**What you have to do**
The expected output is the first line of the data below and every line after it, up to and including the line containing "row was rejected.", each reproduced exactly.

Source records
┏━━

//! CSV importer. Turns CSV rows into graph-ready property maps for one entity kind.
//!
//! Each column is converted according to the kind's declared [`Property`]
//! type; columns the schema does not know are passed through as strings.
//! Date columns go through [`normalize`] (optional) or [`normalize_required`]
//! (required), so every stored date is a canonical timestamp.
//!
//! A row that cannot be converted yields one [`RowFailure`]; what happens next
//! is decided by [`InvalidRowPolicy`].

use std::io::Read;
use std::path::Path;

use serde::Serialize;
use serde_json::{Map, Value};

use crate::config::{ImportConfig, InvalidRowPolicy};
use crate::date::{normalize, normalize_required};
use crate::error::ImportError;
use crate::ids::IdGenerator;
use crate::schema::{self, Property, PropertyType};
use crate::types::EntityKind;

// ---------------------------------------------------------------------------
// Report types
// ---------------------------------------------------------------------------

/// One converted CSV row.
#[derive(Debug, Clone, PartialEq, Serialize)]
pub struct ImportedRow {
    /// 1-based line of the record in the source file.
    pub line: u64,
    pub properties: Map<String, Value>,
}

#[derive(Debug, Clone, Copy, PartialEq, Eq, Serialize)]
#[serde(rename_all = "snake_case")]
pub enum FailureReason {
    /// A required date cell no rule could interpret.
    InvalidDate,
    /// A required column is not in the header.
    MissingColumn,
    /// A required non-date cell is empty.
    MissingValue,
    /// The `id` cell is empty and ID generation is off.
    MissingId,
    InvalidInteger,
    InvalidBoolean,
}

impl std::fmt::Display for FailureReason {
    fn fmt(&self, f: &mut std::fmt::Formatter<'_>) -> std::fmt::Result {
        match self {
            FailureReason::InvalidDate => write!(f, "invalid date"),
            FailureReason::MissingColumn => write!(f, "missing column"),
            FailureReason::MissingValue => write!(f, "missing value"),
            FailureReason::MissingId => write!(f, "missing id"),
            FailureReason::InvalidInteger => write!(f, "invalid integer"),
            FailureReason::InvalidBoolean => write!(f, "invalid boolean"),
        }
    }
}

/// Why a row was rejected.
#[derive(Debug, Clone, PartialEq, Eq, Serialize)]
pub struct RowFailure {
    pub line: u64,
    pub column: String,
    /// The offending cell, empty when the cell or column was absent.
    pub input: String,
    pub reason: FailureReason,
}

impl RowFailure {
    pub fn new(line: u64, column: &str, input: &str, reason: FailureReason) -> Self {
        Self {
            line,
            column: column.to_string(),
            input: input.to_string(),
            reason,
        }
    }
}

impl std::fmt::Display for RowFailure {
    fn fmt(&self, f: &mut std::fmt::Formatter<'_>) -> std::fmt::Result {
        write!(
            f,
            "line {}: column `{}`: {} ({:?})",
            self.line, self.column, self.reason, self.input
        )
    }
}

/// Outcome of one import run.
#[derive(Debug, Clone, PartialEq, Serialize)]
pub struct ImportReport {
    pub kind: EntityKind,
    pub rows: Vec<ImportedRow>,
    pub failures: Vec<RowFailure>,
}

/// Counts only, for logs and `--report`.
#[derive(Debug, Clone, Copy, PartialEq, Eq, Serialize)]
pub struct ImportSummary {
    pub kind: EntityKind,
    pub imported: usize,
    pub failed: usize,
}

impl ImportReport {
    /// Parameters for [`schema::merge_statement`]: `{"rows": [ {...}, ... ]}`.
    pub fn batch(&self) -> Value {
        let rows = self
            .rows
            .iter()
            .map(|row| Value::Object(row.properties.clone()))
            .collect();
        let mut params = Map::new();
        params.insert("rows".to_string(), Value::Array(rows));
        Value::Object(params)
    }

    pub fn summary(&self) -> ImportSummary {
        ImportSummary {
            kind: self.kind,
            imported: self.rows.len(),
            failed: self.failures.len(),
        }
    }
}

// ---------------------------------------------------------------------------
// Importer
// ---------------------------------------------------------------------------

pub struct Importer {
    kind: EntityKind,
    config: ImportConfig,
    ids: IdGenerator,
}

impl Importer {
    pub fn new(kind: EntityKind, config: ImportConfig, ids: IdGenerator) -> Self {
        Self { kind, config, ids }
    }

    pub fn kind(&self) -> EntityKind {
        self.kind
    }

    /// Import CSV (with a header row) from any reader.
    pub fn run<R: Read>(&self, reader: R) -> Result<ImportReport, ImportError> {
        let mut csv = self.reader_builder()?.from_reader(reader);
        self.convert_all(&mut csv)
    }

    /// Import a CSV file from disk.
    pub fn run_path(&self, path: &Path) -> Result<ImportReport, ImportError> {
        let mut csv = self.reader_builder()?.from_path(path)?;
        self.convert_all(&mut csv)
    }

    fn reader_builder(&self) -> Result<csv::ReaderBuilder, ImportError> {
        let mut builder = csv::ReaderBuilder::new();
        builder
            .has_headers(true)
            .flexible(true)
            .delimiter(self.config.delimiter_byte()?)
            .trim(if self.config.trim_cells {
                csv::Trim::All
            } else {
                csv::Trim::None
            });
        Ok(builder)
    }

    fn convert_all<R: Read>(&self, csv: &mut csv::Reader<R>) -> Result<ImportReport, ImportError> {
        let headers = csv.headers()?.clone();
        let mut report = ImportReport {
            kind: self.kind,
            rows: Vec::new(),
            failures: Vec::new(),
        };

        for record in csv.records() {
            let record = record?;
            let line = record.position().map(|p| p.line()).unwrap_or_default();
            match self.convert_record(&headers, &record, line) {
                Ok(row) => report.rows.push(row),
                Err(failure) => match self.config.on_invalid {
                    InvalidRowPolicy::Abort => return Err(ImportError::Row(failure)),
                    InvalidRowPolicy::Skip => {
                        tracing::warn!(kind = %self.kind, %failure, "skipping row");
                        report.failures.push(failure);
                    }
                },
            }
        }

        let summary = report.summary();
        tracing::info!(
            kind = %summary.kind,
            imported = summary.imported,
            failed = summary.failed,
            "import finished"
        );
        Ok(report)
    }

    fn convert_record(
        &self,
        headers: &csv::StringRecord,
        record: &csv::StringRecord,
        line: u64,
    ) -> Result<ImportedRow, RowFailure> {
        // Required columns must exist even when every cell would be empty.
        for p in schema::properties(self.kind) {
            if p.required && p.name != "id" && !headers.iter().any(|h| h == p.name) {
                return Err(RowFailure::new(line, p.name, "", FailureReason::MissingColumn));
            }
        }

        let mut properties = Map::new();
        for (column, cell) in headers.iter().zip(record.iter()) {
            if column.is_empty() {
                continue;
            }
            let declared = schema::property(self.kind, column);
            if let Some(value) = self.convert_cell(line, column, cell, declared)? {
                properties.insert(column.to_string(), value);
            }
        }

        // Short rows: required cells past the end of the record.
        for p in schema::properties(self.kind) {
            if p.required && p.name != "id" && !properties.contains_key(p.name) {
                let reason = if p.ty == PropertyType::DateTime {
                    FailureReason::InvalidDate
                } else {
                    FailureReason::MissingValue
                };
                return Err(RowFailure::new(line, p.name, "", reason));
            }
        }

        if !properties.contains_key("id") {
            if !self.config.generate_missing_ids {
                return Err(RowFailure::new(line, "id", "", FailureReason::MissingId));
            }
            let id = self.ids.generate(self.kind);
            tracing::debug!(kind = %self.kind, line, %id, "generated id");
            properties.insert("id".to_string(), Value::String(id));
        }

        Ok(ImportedRow { line, properties })
    }

    /// `Ok(None)` means the cell is left out of the row.
    fn convert_cell(
        &self,
        line: u64,
        column: &str,
        cell: &str,
        declared: Option<&Property>,
    ) -> Result<Option<Value>, RowFailure> {
        let failure = |input: &str, reason| RowFailure::new(line, column, input, reason);

        let Some(p) = declared else {
            return Ok((!cell.is_empty()).then(|| Value::String(cell.to_string())));
        };

        if p.ty == PropertyType::DateTime {
            if p.required {
                return normalize_required(cell)
                    .map(|ts| Some(Value::String(ts)))
                    .map_err(|err| failure(err.input(), FailureReason::InvalidDate));
            }
            let normalized = normalize(cell);
            if normalized.is_none() && !cell.trim().is_empty() {
                tracing::warn!(kind = %self.kind, column, input = cell, "dropping unparseable optional date");
            }
            return Ok(normalized.map(Value::String));
        }

        if cell.is_empty() {
            if p.required && p.name != "id" {
                return Err(failure(cell, FailureReason::MissingValue));
            }
            return Ok(None);
        }

        let value = match p.ty {
            PropertyType::String | PropertyType::DateTime => Value::String(cell.to_string()),
            PropertyType::Integer => cell
                .parse::<i64>()
                .map(Value::from)
                .map_err(|_| failure(cell, FailureReason::InvalidInteger))?,
            PropertyType::Boolean => parse_bool(cell)
                .map(Value::Bool)
                .ok_or_else(|| failure(cell, FailureReason::InvalidBoolean))?,
            PropertyType::StringList => Value::Array(
                cell.split(';')
                    .map(str::trim)
                    .filter(|s| !s.is_empty())
                    .map(|s| Value::String(s.to_string()))
                    .collect(),
            ),
        };
        Ok(Some(value))
    }
}

fn parse_bool(cell: &str) -> Option<bool> {
    match cell.trim().to_ascii_lowercase().as_str() {
        "true" | "1" | "yes" | "si" | "sí" => Some(true),
        "false" | "0" | "no" => Some(false),
        _ => None,
    }
}
//! Command-line surface: argument types and one handler per subcommand.
//!
//! Handlers write to any [`Write`] so tests can capture output; `main` passes
//! locked stdout/stderr.

use std::io::Write;
use std::path::{Path, PathBuf};

use clap::{Parser, Subcommand};
use jingles_core::config::Config;
use jingles_core::import::ImportSummary;
use jingles_core::schema::{self, RELATIONSHIPS};
use jingles_core::{normalize, normalize_required, EntityKind, IdGenerator, Importer};

#[derive(Parser, Debug)]
#[command(name = "jingles", about = "Jingle catalogue tooling: dates, IDs, schema and CSV import")]
pub struct Cli {
    /// Config file layered over the built-in defaults (default: ~/.config/jingles/config.toml).
    #[arg(long, global = true)]
    pub config: Option<PathBuf>,

    /// Log at debug level unless RUST_LOG says otherwise.
    #[arg(long, global = true)]
    pub debug: bool,

    /// Append logs to this file instead of stderr.
    #[arg(long, global = true)]
    pub log_file: Option<PathBuf>,

    #[command(subcommand)]
    pub command: Command,
}

#[derive(Subcommand, Debug)]
pub enum Command {
    /// Normalize date strings to canonical UTC timestamps, one per line.
    Date {
        /// Fail on the first input that cannot be normalized instead of printing `null`.
        #[arg(long)]
        required: bool,
        #[arg(required = true)]
        inputs: Vec<String>,
    },
    /// Generate entity IDs.
    Id {
        kind: EntityKind,
        #[arg(short = 'n', long, default_value_t = 1)]
        count: usize,
    },
    /// Print graph constraint and index statements.
    Schema,
    /// Convert a CSV file into JSON lines of graph properties.
    Import {
        kind: EntityKind,
        csv: PathBuf,
        /// Print a JSON summary with every row failure to stderr.
        #[arg(long)]
        report: bool,
    },
}

/// Load configuration for this invocation.
///
/// An explicit `--config` must load; the default location falls back to
/// built-ins when it cannot be read or created.
pub fn load_config(path: Option<&Path>) -> anyhow::Result<Config> {
    match path {
        Some(path) => Config::load_from(path),
        None => Ok(Config::load().unwrap_or_else(|err| {
            tracing::warn!(%err, "falling back to built-in config");
            Config::defaults()
        })),
    }
}

/// Dispatch a parsed command.
pub fn run(cli: Cli) -> anyhow::Result<()> {
    let config = load_config(cli.config.as_deref())?;
    let stdout = std::io::stdout();
    let stderr = std::io::stderr();
    let mut out = stdout.lock();

    match cli.command {
        Command::Date { required, inputs } => run_date(&mut out, &inputs, required),
        Command::Id { kind, count } => run_id(&mut out, &config.id_generator()?, kind, count),
        Command::Schema => run_schema(&mut out),
        Command::Import { kind, csv, report } => {
            let importer = Importer::new(kind, config.import.clone(), config.id_generator()?);
            run_import(&mut out, &mut stderr.lock(), &importer, &csv, report).map(|_| ())
        }
    }
}

pub fn run_date<W: Write>(out: &mut W, inputs: &[String], required: bool) -> anyhow::Result<()> {
    for input in inputs {
        if required {
            writeln!(out, "{}", normalize_required(input.as_str())?)?;
        } else {
            match normalize(input.as_str()) {
                Some(ts) => writeln!(out, "{ts}")?,
                None => writeln!(out, "null")?,
            }
        }
    }
    Ok(())
}

pub fn run_id<W: Write>(
    out: &mut W,
    ids: &IdGenerator,
    kind: EntityKind,
    count: usize,
) -> anyhow::Result<()> {
    for _ in 0..count {
        writeln!(out, "{}", ids.generate(kind))?;
    }
    Ok(())
}

pub fn run_schema<W: Write>(out: &mut W) -> anyhow::Result<()> {
    for statement in schema::schema_statements() {
        writeln!(out, "{statement};")?;
    }
    for rel in RELATIONSHIPS {
        writeln!(out, "// {rel}")?;
    }
    Ok(())
}

/// Rows go to `out` as JSON lines; with `report`, a summary goes to `err`.
pub fn run_import<W: Write, E: Write>(
    out: &mut W,
    err: &mut E,
    importer: &Importer,
    csv: &Path,
    report: bool,
) -> anyhow::Result<ImportSummary> {
    let result = importer.run_path(csv)?;
    for row in &result.rows {
        serde_json::to_writer(&mut *out, &row.properties)?;
        writeln!(out)?;
    }

    let summary = result.summary();
    if report {
        let body = serde_json::json!({
            "summary": summary,
            "merge": schema::merge_statement(importer.kind()),
            "failures": result.failures,
        });
        writeln!(err, "{body}")?;
    }
    Ok(summary)
}
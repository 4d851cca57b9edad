//! Configuration types for jingles.
//!
//! [`Config::load`] reads `~/.config/jingles/config.toml`, creating it with
//! hardcoded defaults if it does not yet exist, then applies `JINGLES_*`
//! environment overrides (`JINGLES_IMPORT__ON_INVALID=abort`).
//! [`Config::load_from`] layers an explicit file instead. [`Config::defaults`]
//! returns the built-in defaults without touching the filesystem (useful in
//! tests).

use serde::Deserialize;
use std::path::{Path, PathBuf};

use crate::error::{IdError, ImportError};
use crate::ids::IdGenerator;

// ---------------------------------------------------------------------------
// Embedded defaults
// ---------------------------------------------------------------------------

const DEFAULT_CONFIG: &str = r#"
[import]
delimiter            = ","
on_invalid           = "skip"
generate_missing_ids = true
trim_cells           = true

[ids]
suffix_len = 8
"#;

// ---------------------------------------------------------------------------
// Public config types
// ---------------------------------------------------------------------------

/// Top-level application configuration, loaded from `~/.config/jingles/config.toml`.
#[derive(Debug, Clone, Deserialize)]
pub struct Config {
    #[serde(default)]
    pub import: ImportConfig,
    #[serde(default)]
    pub ids: IdsConfig,
}

/// What the importer does with a row it cannot convert.
#[derive(Debug, Clone, Copy, PartialEq, Eq, Deserialize)]
#[serde(rename_all = "lowercase")]
pub enum InvalidRowPolicy {
    /// Record the failure and keep going.
    Skip,
    /// Stop at the first failure.
    Abort,
}

/// `[import]` section of `config.toml`.
#[derive(Debug, Clone, Deserialize)]
pub struct ImportConfig {
    #[serde(default = "default_delimiter")]
    pub delimiter: String,
    #[serde(default = "default_on_invalid")]
    pub on_invalid: InvalidRowPolicy,
    #[serde(default = "default_generate_missing_ids")]
    pub generate_missing_ids: bool,
    #[serde(default = "default_trim_cells")]
    pub trim_cells: bool,
}

fn default_delimiter() -> String { ",".to_string() }
fn default_on_invalid() -> InvalidRowPolicy { InvalidRowPolicy::Skip }
fn default_generate_missing_ids() -> bool { true }
fn default_trim_cells() -> bool { true }

impl Default for ImportConfig {
    fn default() -> Self {
        Self {
            delimiter: default_delimiter(),
            on_invalid: default_on_invalid(),
            generate_missing_ids: default_generate_missing_ids(),
            trim_cells: default_trim_cells(),
        }
    }
}

impl ImportConfig {
    /// The delimiter as the single byte the CSV reader wants.
    pub fn delimiter_byte(&self) -> Result<u8, ImportError> {
        match self.delimiter.as_bytes() {
            [b] if b.is_ascii() => Ok(*b),
            _ => Err(ImportError::Delimiter(self.delimiter.clone())),
        }
    }
}

/// `[ids]` section of `config.toml`.
#[derive(Debug, Clone, Deserialize)]
pub struct IdsConfig {
    #[serde(default = "default_suffix_len")]
    pub suffix_len: usize,
}

fn default_suffix_len() -> usize { crate::ids::DEFAULT_SUFFIX_LEN }

impl Default for IdsConfig {
    fn default() -> Self {
        Self {
            suffix_len: default_suffix_len(),
        }
    }
}

impl Default for Config {
    fn default() -> Self {
        Self::defaults()
    }
}

impl Config {
    /// Load from `~/.config/jingles/config.toml`, layered on top of the
    /// built-in defaults. Creates the file with defaults if it does not exist.
    pub fn load() -> anyhow::Result<Self> {
        let path = config_path();

        if !path.exists() {
            if let Some(parent) = path.parent() {
                std::fs::create_dir_all(parent)?;
            }
            std::fs::write(&path, DEFAULT_CONFIG.trim_start())?;
        }

        config::Config::builder()
            .add_source(config::File::from_str(DEFAULT_CONFIG, config::FileFormat::Toml))
            .add_source(config::File::from(path.as_path()).required(false))
            .add_source(
                config::Environment::with_prefix("JINGLES")
                    .prefix_separator("_")
                    .separator("__"),
            )
            .build()?
            .try_deserialize()
            .map_err(Into::into)
    }

    /// Load an explicit file layered over the built-in defaults. The file must exist.
    pub fn load_from(path: &Path) -> anyhow::Result<Self> {
        config::Config::builder()
            .add_source(config::File::from_str(DEFAULT_CONFIG, config::FileFormat::Toml))
            .add_source(config::File::from(path))
            .build()?
            .try_deserialize()
            .map_err(Into::into)
    }

    /// Return the built-in defaults without touching the filesystem.
    pub fn defaults() -> Self {
        config::Config::builder()
            .add_source(config::File::from_str(DEFAULT_CONFIG, config::FileFormat::Toml))
            .build()
            .expect("built-in default config must be valid TOML")
            .try_deserialize()
            .expect("built-in default config must deserialize correctly")
    }

    /// The ID generator described by `[ids]`.
    pub fn id_generator(&self) -> Result<IdGenerator, IdError> {
        IdGenerator::new(self.ids.suffix_len)
    }
}

// ---------------------------------------------------------------------------
// Path helpers
// ---------------------------------------------------------------------------

fn config_path() -> PathBuf {
    std::env::var("XDG_CONFIG_HOME")
        .map(PathBuf::from)
        .unwrap_or_else(|_| {
            PathBuf::from(std::env::var("HOME").unwrap_or_else(|_| ".".to_string()))
                .join(".config")
        })
        .join("jingles")
        .join("config.toml")
}

// ---------------------------------------------------------------------------
// Tests
// ---------------------------------------------------------------------------
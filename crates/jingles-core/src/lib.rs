//! jingles-core: catalogue import core library.
//!
//! This crate exposes the pieces of the CSV → graph import path as public
//! modules, plus the shared entity types used by every layer.
//!
//! # Architecture
//!
//! ```text
//! CSV cell ──► date::normalize ──┐
//!                                ├──► import::Importer ──► rows for schema::merge_statement
//! ids::IdGenerator ──────────────┘
//! ```
//!
//! Everything here is synchronous and free of shared mutable state; the graph
//! database that consumes the rows lives outside this workspace.

pub mod config;
pub mod date;
pub mod error;
pub mod ids;
pub mod import;
pub mod schema;
pub mod types;

pub use date::{normalize, normalize_required};
pub use error::{DateParseError, EntityKindError, IdError, ImportError};
pub use ids::IdGenerator;
pub use import::{ImportReport, ImportedRow, Importer, RowFailure};
pub use types::EntityKind;
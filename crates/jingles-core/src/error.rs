//! Error types for jingles-core.

use crate::import::RowFailure;
use crate::ids::{MAX_SUFFIX_LEN, MIN_SUFFIX_LEN};

/// A date cell that no normalization rule could interpret.
#[derive(Debug, Clone, PartialEq, Eq, thiserror::Error)]
pub enum DateParseError {
    #[error("invalid date format: {input:?}")]
    InvalidFormat { input: String },
}

impl DateParseError {
    /// The raw input exactly as the caller passed it (empty for an absent value).
    pub fn input(&self) -> &str {
        match self {
            DateParseError::InvalidFormat { input } => input,
        }
    }
}

#[derive(Debug, Clone, PartialEq, Eq, thiserror::Error)]
pub enum EntityKindError {
    #[error("unknown entity kind `{0}`; expected jingle|fabrica|cancion|artista|tematica|usuario")]
    Unknown(String),
}

#[derive(Debug, Clone, PartialEq, Eq, thiserror::Error)]
pub enum IdError {
    #[error(
        "id suffix length {0} out of range; expected {min}..={max}",
        min = MIN_SUFFIX_LEN,
        max = MAX_SUFFIX_LEN
    )]
    SuffixLength(usize),
}

#[derive(Debug, thiserror::Error)]
pub enum ImportError {
    #[error("csv: {0}")]
    Csv(#[from] csv::Error),
    #[error("invalid delimiter {0:?}; expected a single ASCII character")]
    Delimiter(String),
    #[error("import aborted: {0}")]
    Row(RowFailure),
}
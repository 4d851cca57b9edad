use clap::Parser;
use jingles::cli::{self, Cli};

fn main() -> anyhow::Result<()> {
    let cli = Cli::parse();

    let filter = tracing_subscriber::EnvFilter::try_from_env("RUST_LOG").unwrap_or_else(|_| {
        tracing_subscriber::EnvFilter::new(if cli.debug { "debug" } else { "warn" })
    });

    // stdout carries command output, so logs go to stderr or a file.
    match &cli.log_file {
        Some(path) => {
            let file = std::fs::OpenOptions::new()
                .create(true)
                .append(true)
                .open(path)?;
            tracing_subscriber::fmt()
                .with_writer(std::sync::Mutex::new(file))
                .with_ansi(false)
                .with_env_filter(filter)
                .init();
            tracing::info!(path = %path.display(), "jingles log started");
        }
        None => tracing_subscriber::fmt()
            .with_writer(std::io::stderr)
            .with_env_filter(filter)
            .init(),
    }

    cli::run(cli)
}
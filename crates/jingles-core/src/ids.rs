//! Entity ID generation.
//!
//! IDs are the kind's prefix char followed by a random `[0-9a-z]` suffix,
//! e.g. `j3k9x0a2q`. Suffixes come from `rand::thread_rng()`, a CSPRNG.

use rand::Rng;

use crate::error::IdError;
use crate::types::EntityKind;

pub const MIN_SUFFIX_LEN: usize = 4;
pub const MAX_SUFFIX_LEN: usize = 32;
pub const DEFAULT_SUFFIX_LEN: usize = 8;

const SUFFIX_ALPHABET: &[u8] = b"0123456789abcdefghijklmnopqrstuvwxyz";

/// Generates prefixed entity IDs of a fixed suffix length.
#[derive(Debug, Clone, Copy, PartialEq, Eq)]
pub struct IdGenerator {
    suffix_len: usize,
}

impl IdGenerator {
    pub fn new(suffix_len: usize) -> Result<Self, IdError> {
        if !(MIN_SUFFIX_LEN..=MAX_SUFFIX_LEN).contains(&suffix_len) {
            return Err(IdError::SuffixLength(suffix_len));
        }
        Ok(Self { suffix_len })
    }

    pub fn suffix_len(&self) -> usize {
        self.suffix_len
    }

    /// A fresh ID for `kind`.
    pub fn generate(&self, kind: EntityKind) -> String {
        let mut rng = rand::thread_rng();
        let mut id = String::with_capacity(1 + self.suffix_len);
        id.push(kind.prefix());
        id.extend(
            (0..self.suffix_len)
                .map(|_| char::from(SUFFIX_ALPHABET[rng.gen_range(0..SUFFIX_ALPHABET.len())])),
        );
        id
    }

    /// Infer the kind of a generated-shaped ID from its prefix.
    ///
    /// Returns `None` for IDs that do not look generated (unknown prefix,
    /// empty or non-`[0-9a-z]` suffix), whatever their length.
    pub fn kind_of(id: &str) -> Option<EntityKind> {
        let mut chars = id.chars();
        let kind = EntityKind::from_prefix(chars.next()?)?;
        let suffix = chars.as_str();
        let well_formed = !suffix.is_empty()
            && suffix
                .bytes()
                .all(|b| b.is_ascii_digit() || b.is_ascii_lowercase());
        well_formed.then_some(kind)
    }
}

impl Default for IdGenerator {
    fn default() -> Self {
        Self {
            suffix_len: DEFAULT_SUFFIX_LEN,
        }
    }
}
//! Domain-specific assertion macros for jingles harnesses.
//!
//! These wrap `pretty_assertions` and add context-rich failure messages that
//! make it clear *which* input broke *which* normalization guarantee.

// ---------------------------------------------------------------------------
// Date assertions
// ---------------------------------------------------------------------------

/// Assert that `normalize(input)` yields exactly `expected`.
///
/// ```rust
/// assert_normalizes!("25/12/2023", "2023-12-25T00:00:00.000Z");
/// ```
#[macro_export]
macro_rules! assert_normalizes {
    ($input:expr, $expected:expr) => {{
        let input: &str = $input;
        let expected: &str = $expected;
        match jingles_core::normalize(input) {
            Some(actual) => pretty_assertions::assert_eq!(
                actual,
                expected,
                "normalize({:?}) produced the wrong timestamp",
                input
            ),
            None => panic!(
                "assert_normalizes! failed: normalize({:?}) returned None\n  expected: {:?}",
                input, expected
            ),
        }
    }};
}

/// Assert that `normalize(input)` is `None` and `normalize_required(input)`
/// fails carrying the same input.
#[macro_export]
macro_rules! assert_rejected {
    ($input:expr) => {{
        let input: &str = $input;
        if let Some(actual) = jingles_core::normalize(input) {
            panic!(
                "assert_rejected! failed: normalize({:?}) returned {:?}",
                input, actual
            );
        }
        match jingles_core::normalize_required(input) {
            Err(err) => pretty_assertions::assert_eq!(err.input(), input),
            Ok(actual) => panic!(
                "assert_rejected! failed: normalize_required({:?}) returned {:?}",
                input, actual
            ),
        }
    }};
}

/// Assert that a string has the exact canonical shape
/// `YYYY-MM-DDTHH:mm:ss.sssZ` and parses as an RFC 3339 instant.
#[macro_export]
macro_rules! assert_canonical {
    ($value:expr) => {{
        let value: &str = $value;
        let shape_ok = value.len() == 24
            && value.bytes().enumerate().all(|(i, b)| match i {
                4 | 7 => b == b'-',
                10 => b == b'T',
                13 | 16 => b == b':',
                19 => b == b'.',
                23 => b == b'Z',
                _ => b.is_ascii_digit(),
            });
        if !shape_ok || chrono::DateTime::parse_from_rfc3339(value).is_err() {
            panic!(
                "assert_canonical! failed: {:?} is not YYYY-MM-DDTHH:mm:ss.sssZ",
                value
            );
        }
    }};
}

// ---------------------------------------------------------------------------
// Import assertions
// ---------------------------------------------------------------------------

/// Assert that an imported row has `key` set to `value`.
///
/// ```rust
/// assert_property!(report.rows[0], "date", "2023-12-25T00:00:00.000Z");
/// ```
#[macro_export]
macro_rules! assert_property {
    ($row:expr, $key:expr, $value:expr) => {{
        let row: &jingles_core::ImportedRow = &$row;
        let key: &str = $key;
        let expected = serde_json::json!($value);
        match row.properties.get(key) {
            Some(actual) if *actual == expected => {}
            Some(actual) => panic!(
                "assert_property! failed:\n  line {} properties[{:?}]\n  expected: {}\n  actual:   {}",
                row.line, key, expected, actual
            ),
            None => panic!(
                "assert_property! failed: property {:?} not found on line {}.\n  Available: {:?}",
                key,
                row.line,
                row.properties.keys().collect::<Vec<_>>()
            ),
        }
    }};
}

/// Assert that an imported row does not carry `key`.
#[macro_export]
macro_rules! assert_no_property {
    ($row:expr, $key:expr) => {{
        let row: &jingles_core::ImportedRow = &$row;
        let key: &str = $key;
        if let Some(actual) = row.properties.get(key) {
            panic!(
                "assert_no_property! failed: line {} has {:?} = {}",
                row.line, key, actual
            );
        }
    }};
}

┗━━

**Output of the task**
//! CSV importer. Turns CSV rows into graph-ready property maps for one entity kind.
//!
//! Each column is converted according to the kind's declared [`Property`]
//! type; columns the schema does not know are passed through as strings.
//! Date columns go through [`normalize`] (optional) or [`normalize_required`]
//! (required), so every stored date is a canonical timestamp.
//!
//! A row that cannot be converted yields one [`RowFailure`]; what happens next
//! is decided by [`InvalidRowPolicy`].

use std::io::Read;
use std::path::Path;

use serde::Serialize;
use serde_json::{Map, Value};

use crate::config::{ImportConfig, InvalidRowPolicy};
use crate::date::{normalize, normalize_required};
use crate::error::ImportError;
use crate::ids::IdGenerator;
use crate::schema::{self, Property, PropertyType};
use crate::types::EntityKind;

// ---------------------------------------------------------------------------
// Report types
// ---------------------------------------------------------------------------

/// One converted CSV row.
#[derive(Debug, Clone, PartialEq, Serialize)]
pub struct ImportedRow {
    /// 1-based line of the record in the source file.
    pub line: u64,
    pub properties: Map<String, Value>,
}

#[derive(Debug, Clone, Copy, PartialEq, Eq, Serialize)]
#[serde(rename_all = "snake_case")]
pub enum FailureReason {
    /// A required date cell no rule could interpret.
    InvalidDate,
    /// A required column is not in the header.
    MissingColumn,
    /// A required non-date cell is empty.
    MissingValue,
    /// The `id` cell is empty and ID generation is off.
    MissingId,
    InvalidInteger,
    InvalidBoolean,
}

impl std::fmt::Display for FailureReason {
    fn fmt(&self, f: &mut std::fmt::Formatter<'_>) -> std::fmt::Result {
        match self {
            FailureReason::InvalidDate => write!(f, "invalid date"),
            FailureReason::MissingColumn => write!(f, "missing column"),
            FailureReason::MissingValue => write!(f, "missing value"),
            FailureReason::MissingId => write!(f, "missing id"),
            FailureReason::InvalidInteger => write!(f, "invalid integer"),
            FailureReason::InvalidBoolean => write!(f, "invalid boolean"),
        }
    }
}

/// Why a row was rejected.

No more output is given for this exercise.